FIG. 3A depicts a plurality of pressure sensors (302) mounted in a pipe (301) carrying a multi-phase fluid consisting of oil, water, and gas. In general, it may be said that the plurality of pressure sensors consists of N pressure sensors, where N is an integer greater than or equal to 2. Without loss of generality, the pressure sensors in the plurality of pressure sensors (302) may be labelled as a first pressure sensor (304), a second pressure sensor (306), and so on and so forth, until a final Nth pressure sensor (308). Under this notation, the pressure sensors in the plurality of pressure sensors (302) are ordered and pressure sensors with consecutive labels (e.g., first and second or second and third) are considered adjacent to one another.


Each pressure sensor in the plurality of pressure sensors comprises a diaphragm (309) for sensing pressure. The diaphragm (309) of each pressure sensor is aligned with an inner wall of the fluid-carrying conduit such that each pressure sensor is flush-mounted on the inner wall of the fluid-carrying conduit. FIG. 3B depicts a section view of the flowline (106) and plurality of pressure sensors (302) shown in FIG. 3A. As seen in the section view of FIG. 3B, the diaphragm (309) of each pressure sensor in the plurality of pressure sensors (302) does not extend into the internal volume enclosed by the pipe (301) nor is the diaphragm recessed into the wall of the pipe (301).

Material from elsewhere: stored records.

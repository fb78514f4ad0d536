mod orchestrator;
mod runtime;
mod shutdown;
mod startup;
mod state;
mod types;


pub use orchestrator::DoorsnapOrchestrator;
pub use types::{ComponentState, ShutdownReason};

In accordance with one or more embodiments, the system further includes a pressure control system (not shown). The pressure control system is configured to receive and process the pressure signals from each pressure sensor in the plurality of pressure sensors (302). Therefore, it may be said that the pressure control system receives and processes a plurality of pressure signals, where there is a one-to-one correspondence between pressure signals and pressure sensors. In one or more embodiments, the plurality of pressure signals is received and processed directly by a SCADA (125) system, such that the SCADA (125) system may be considered the pressure control system. Use of the SCADA (125) system enables the integration of the plurality of pressure signals with all other field devices connected to the SCADA (125) system. In other embodiments, the pressure control system is a computing device. The computing device may be located proximate to the plurality of pressure sensors (302) such that the computing device is considered an “edge” computing device. In other instances, the computing device is remotely located relative to the plurality of pressure sensors (302).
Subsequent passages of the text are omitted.